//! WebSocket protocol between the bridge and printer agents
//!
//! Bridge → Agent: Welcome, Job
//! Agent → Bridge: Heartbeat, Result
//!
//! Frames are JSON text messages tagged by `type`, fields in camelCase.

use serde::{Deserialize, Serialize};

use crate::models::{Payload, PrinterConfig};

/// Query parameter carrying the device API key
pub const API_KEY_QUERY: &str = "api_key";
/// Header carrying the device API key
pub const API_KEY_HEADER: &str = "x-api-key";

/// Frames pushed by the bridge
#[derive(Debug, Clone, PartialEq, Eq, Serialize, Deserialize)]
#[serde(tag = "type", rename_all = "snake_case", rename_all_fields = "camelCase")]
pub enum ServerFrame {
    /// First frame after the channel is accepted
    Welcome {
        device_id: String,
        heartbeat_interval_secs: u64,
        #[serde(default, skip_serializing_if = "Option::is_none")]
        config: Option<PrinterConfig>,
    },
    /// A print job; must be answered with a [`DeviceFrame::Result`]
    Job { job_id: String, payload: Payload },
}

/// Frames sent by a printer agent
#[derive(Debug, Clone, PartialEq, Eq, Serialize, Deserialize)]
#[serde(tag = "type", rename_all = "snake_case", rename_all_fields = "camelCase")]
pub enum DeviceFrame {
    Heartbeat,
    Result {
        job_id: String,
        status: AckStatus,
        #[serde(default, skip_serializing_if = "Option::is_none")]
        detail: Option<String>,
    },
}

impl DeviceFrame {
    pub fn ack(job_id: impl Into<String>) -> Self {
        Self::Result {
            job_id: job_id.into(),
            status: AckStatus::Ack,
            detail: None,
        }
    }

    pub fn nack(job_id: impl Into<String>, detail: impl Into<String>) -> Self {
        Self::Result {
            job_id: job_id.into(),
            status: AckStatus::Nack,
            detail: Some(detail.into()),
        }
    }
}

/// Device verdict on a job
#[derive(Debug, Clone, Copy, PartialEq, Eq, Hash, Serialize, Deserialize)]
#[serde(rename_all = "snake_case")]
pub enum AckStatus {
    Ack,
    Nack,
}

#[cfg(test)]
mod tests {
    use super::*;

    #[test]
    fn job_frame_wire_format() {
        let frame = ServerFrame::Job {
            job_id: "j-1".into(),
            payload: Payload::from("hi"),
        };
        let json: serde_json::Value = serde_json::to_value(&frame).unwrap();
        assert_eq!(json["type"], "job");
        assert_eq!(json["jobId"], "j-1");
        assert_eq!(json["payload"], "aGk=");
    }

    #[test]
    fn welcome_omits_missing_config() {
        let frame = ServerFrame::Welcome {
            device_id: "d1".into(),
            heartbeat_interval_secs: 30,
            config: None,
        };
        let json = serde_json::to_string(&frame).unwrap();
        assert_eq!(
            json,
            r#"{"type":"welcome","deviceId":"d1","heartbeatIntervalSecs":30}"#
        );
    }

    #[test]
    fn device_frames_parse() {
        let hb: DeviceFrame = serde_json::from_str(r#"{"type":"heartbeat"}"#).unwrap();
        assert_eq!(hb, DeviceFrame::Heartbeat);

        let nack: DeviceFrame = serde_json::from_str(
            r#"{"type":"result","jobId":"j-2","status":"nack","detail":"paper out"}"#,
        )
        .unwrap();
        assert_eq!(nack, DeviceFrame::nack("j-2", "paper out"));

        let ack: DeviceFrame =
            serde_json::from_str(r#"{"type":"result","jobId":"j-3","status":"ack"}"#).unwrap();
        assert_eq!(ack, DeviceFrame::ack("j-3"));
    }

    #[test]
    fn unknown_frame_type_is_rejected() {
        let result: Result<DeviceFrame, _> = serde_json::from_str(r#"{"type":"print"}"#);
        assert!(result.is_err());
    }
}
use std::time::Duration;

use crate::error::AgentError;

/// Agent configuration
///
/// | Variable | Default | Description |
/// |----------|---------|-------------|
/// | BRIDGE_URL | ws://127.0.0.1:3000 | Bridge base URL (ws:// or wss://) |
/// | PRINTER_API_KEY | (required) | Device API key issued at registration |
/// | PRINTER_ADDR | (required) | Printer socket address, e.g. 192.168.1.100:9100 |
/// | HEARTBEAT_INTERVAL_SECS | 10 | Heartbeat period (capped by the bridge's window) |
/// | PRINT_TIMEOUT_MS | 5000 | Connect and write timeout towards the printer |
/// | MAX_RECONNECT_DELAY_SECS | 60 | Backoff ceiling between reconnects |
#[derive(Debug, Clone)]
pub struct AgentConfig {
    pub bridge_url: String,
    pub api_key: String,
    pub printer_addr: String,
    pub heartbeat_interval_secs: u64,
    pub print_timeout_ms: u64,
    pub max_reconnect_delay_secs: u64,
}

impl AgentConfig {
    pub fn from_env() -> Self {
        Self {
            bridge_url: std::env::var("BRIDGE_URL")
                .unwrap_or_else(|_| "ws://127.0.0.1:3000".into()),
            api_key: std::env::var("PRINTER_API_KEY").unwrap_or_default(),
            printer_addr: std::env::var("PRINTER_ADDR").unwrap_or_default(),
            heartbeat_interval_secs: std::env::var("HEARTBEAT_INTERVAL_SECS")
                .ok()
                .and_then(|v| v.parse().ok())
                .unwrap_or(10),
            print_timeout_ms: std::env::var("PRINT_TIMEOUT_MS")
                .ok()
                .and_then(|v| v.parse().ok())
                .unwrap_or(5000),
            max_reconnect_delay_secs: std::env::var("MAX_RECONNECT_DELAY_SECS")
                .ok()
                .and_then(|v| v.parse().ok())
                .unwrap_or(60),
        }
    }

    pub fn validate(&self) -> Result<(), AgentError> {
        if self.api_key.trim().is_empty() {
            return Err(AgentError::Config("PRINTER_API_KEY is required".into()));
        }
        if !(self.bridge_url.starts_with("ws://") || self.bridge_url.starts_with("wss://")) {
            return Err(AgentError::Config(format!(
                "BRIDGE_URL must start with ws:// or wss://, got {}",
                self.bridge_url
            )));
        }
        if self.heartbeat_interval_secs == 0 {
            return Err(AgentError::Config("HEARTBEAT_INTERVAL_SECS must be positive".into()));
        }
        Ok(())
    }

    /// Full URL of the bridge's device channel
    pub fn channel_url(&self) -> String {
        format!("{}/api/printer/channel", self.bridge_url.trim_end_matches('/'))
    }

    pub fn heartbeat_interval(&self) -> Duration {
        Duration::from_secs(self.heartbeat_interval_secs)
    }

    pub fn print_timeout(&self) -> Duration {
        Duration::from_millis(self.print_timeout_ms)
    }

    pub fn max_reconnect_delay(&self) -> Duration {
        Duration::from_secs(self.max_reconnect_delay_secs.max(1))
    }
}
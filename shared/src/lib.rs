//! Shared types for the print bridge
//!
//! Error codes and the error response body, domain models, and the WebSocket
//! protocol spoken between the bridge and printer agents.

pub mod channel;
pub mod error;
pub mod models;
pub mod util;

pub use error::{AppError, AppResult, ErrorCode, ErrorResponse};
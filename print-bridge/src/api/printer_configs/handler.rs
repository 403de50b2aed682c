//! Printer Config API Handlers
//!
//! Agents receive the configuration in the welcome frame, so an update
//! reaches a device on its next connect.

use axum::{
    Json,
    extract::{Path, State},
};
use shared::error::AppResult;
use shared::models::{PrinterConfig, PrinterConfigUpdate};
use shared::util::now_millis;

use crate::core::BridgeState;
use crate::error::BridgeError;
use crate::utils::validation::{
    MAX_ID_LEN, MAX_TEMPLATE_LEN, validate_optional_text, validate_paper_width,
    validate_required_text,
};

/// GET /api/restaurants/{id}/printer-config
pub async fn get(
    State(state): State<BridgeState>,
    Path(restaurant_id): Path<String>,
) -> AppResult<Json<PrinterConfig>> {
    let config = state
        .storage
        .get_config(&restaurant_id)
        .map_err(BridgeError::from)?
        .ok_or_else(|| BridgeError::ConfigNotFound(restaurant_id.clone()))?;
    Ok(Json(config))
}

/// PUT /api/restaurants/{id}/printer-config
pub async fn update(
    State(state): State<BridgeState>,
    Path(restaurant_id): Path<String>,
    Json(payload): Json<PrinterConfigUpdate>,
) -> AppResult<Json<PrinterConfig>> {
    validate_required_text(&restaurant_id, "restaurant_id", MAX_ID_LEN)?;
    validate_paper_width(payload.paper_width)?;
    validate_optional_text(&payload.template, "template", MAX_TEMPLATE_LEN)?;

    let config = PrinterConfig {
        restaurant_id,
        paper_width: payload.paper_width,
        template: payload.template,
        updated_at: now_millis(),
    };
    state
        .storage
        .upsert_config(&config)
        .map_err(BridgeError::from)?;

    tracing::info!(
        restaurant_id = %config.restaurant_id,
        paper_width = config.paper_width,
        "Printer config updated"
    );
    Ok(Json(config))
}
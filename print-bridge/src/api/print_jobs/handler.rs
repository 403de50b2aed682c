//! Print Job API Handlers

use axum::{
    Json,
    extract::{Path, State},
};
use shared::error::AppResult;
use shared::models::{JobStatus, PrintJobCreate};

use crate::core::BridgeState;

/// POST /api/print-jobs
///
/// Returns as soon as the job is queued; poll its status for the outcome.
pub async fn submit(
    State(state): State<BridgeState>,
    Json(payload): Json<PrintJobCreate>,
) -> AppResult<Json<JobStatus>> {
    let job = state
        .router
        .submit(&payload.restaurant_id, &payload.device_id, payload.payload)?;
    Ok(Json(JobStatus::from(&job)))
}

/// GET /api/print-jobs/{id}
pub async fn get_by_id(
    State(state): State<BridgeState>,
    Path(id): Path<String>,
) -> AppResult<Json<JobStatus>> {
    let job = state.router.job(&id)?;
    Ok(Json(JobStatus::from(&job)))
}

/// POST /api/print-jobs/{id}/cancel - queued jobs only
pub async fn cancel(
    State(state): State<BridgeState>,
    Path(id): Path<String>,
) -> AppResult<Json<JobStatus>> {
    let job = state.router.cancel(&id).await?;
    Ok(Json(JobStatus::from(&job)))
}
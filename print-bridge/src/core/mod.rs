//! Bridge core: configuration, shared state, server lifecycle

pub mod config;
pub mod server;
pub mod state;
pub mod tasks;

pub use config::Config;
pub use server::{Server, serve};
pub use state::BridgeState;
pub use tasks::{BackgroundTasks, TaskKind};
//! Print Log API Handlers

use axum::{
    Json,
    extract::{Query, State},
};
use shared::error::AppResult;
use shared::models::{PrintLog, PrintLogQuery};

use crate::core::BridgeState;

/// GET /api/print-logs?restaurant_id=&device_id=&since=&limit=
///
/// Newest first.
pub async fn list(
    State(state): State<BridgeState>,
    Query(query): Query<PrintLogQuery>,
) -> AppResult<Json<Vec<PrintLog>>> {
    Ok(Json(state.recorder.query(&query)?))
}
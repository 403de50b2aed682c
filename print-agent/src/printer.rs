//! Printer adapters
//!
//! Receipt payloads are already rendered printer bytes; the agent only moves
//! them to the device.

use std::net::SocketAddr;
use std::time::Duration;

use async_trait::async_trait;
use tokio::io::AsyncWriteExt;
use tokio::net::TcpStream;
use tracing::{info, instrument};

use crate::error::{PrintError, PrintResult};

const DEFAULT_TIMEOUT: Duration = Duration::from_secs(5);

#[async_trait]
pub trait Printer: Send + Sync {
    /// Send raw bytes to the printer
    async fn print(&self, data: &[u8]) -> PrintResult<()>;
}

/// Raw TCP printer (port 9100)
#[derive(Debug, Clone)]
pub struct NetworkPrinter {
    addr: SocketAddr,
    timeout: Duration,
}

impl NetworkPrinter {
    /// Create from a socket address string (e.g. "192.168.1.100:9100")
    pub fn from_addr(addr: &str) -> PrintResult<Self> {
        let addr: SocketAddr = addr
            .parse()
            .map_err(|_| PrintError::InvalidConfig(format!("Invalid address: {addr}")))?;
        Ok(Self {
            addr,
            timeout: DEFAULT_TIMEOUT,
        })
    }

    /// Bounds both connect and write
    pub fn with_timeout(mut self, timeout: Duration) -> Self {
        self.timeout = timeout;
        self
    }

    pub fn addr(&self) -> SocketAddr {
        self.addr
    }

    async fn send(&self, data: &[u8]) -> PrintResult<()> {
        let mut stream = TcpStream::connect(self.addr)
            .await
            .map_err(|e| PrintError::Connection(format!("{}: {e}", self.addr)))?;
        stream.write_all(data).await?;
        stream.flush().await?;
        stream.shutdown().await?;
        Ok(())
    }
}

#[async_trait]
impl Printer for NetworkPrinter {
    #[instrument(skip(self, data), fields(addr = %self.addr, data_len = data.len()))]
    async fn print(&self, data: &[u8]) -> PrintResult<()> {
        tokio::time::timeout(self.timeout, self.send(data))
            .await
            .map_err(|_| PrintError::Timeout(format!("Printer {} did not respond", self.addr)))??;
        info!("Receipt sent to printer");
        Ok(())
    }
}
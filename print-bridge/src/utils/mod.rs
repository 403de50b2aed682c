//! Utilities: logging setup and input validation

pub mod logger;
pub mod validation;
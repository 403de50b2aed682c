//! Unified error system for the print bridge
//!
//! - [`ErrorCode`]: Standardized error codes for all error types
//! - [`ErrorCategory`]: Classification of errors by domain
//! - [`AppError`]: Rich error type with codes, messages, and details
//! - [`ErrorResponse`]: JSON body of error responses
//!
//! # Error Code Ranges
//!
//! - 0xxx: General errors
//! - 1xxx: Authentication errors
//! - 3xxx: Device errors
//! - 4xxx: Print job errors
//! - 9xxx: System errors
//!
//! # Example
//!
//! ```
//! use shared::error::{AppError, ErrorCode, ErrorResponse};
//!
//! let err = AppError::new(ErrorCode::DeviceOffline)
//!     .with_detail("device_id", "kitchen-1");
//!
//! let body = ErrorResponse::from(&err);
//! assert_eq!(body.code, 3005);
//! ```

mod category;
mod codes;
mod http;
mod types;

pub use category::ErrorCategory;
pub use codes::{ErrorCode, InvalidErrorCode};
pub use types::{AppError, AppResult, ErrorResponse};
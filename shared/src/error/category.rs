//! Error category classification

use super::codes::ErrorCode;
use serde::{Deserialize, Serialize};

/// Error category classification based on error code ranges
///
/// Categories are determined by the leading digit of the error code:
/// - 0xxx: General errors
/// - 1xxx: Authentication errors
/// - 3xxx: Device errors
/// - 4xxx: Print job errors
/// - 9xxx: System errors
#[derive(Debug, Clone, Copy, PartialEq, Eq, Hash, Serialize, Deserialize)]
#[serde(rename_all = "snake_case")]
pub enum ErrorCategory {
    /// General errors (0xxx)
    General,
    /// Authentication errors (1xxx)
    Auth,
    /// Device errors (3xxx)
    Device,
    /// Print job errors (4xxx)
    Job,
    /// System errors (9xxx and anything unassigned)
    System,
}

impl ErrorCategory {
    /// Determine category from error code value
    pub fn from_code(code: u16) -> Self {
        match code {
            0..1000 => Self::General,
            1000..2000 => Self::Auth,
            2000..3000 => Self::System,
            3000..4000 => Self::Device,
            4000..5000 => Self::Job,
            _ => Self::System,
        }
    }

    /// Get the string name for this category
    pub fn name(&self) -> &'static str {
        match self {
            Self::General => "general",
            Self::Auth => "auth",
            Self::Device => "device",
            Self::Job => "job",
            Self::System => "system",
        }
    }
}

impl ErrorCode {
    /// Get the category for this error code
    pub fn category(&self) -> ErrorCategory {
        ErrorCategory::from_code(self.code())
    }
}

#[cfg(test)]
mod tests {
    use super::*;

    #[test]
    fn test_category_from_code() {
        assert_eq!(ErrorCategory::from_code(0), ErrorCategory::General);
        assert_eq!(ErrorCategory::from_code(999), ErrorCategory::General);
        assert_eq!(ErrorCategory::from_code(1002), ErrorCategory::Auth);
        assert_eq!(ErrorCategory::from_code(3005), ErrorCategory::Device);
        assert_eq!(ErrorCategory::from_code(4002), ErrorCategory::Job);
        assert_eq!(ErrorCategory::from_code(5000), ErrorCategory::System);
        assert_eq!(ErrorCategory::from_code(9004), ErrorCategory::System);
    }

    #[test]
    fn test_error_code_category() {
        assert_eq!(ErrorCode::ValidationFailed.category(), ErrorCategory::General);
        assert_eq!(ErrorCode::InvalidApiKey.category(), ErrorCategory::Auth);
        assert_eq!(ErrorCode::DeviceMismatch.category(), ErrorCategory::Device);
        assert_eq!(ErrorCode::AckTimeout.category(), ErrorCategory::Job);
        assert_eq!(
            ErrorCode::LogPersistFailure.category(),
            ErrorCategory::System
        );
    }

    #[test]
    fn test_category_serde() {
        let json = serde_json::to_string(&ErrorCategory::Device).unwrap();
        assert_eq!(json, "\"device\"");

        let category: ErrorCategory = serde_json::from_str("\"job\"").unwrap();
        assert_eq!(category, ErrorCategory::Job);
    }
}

- - -

Exercise requirements
Copy only the stretch running from the line containing "json = serde_json::to_string(&ErrorCategory::Device).unwrap();" to the final line of the entries, both ends included, exactly as it stands.

Task response
        let json = serde_json::to_string(&ErrorCategory::Device).unwrap();
        assert_eq!(json, "\"device\"");

        let category: ErrorCategory = serde_json::from_str("\"job\"").unwrap();
        assert_eq!(category, ErrorCategory::Job);
    }
}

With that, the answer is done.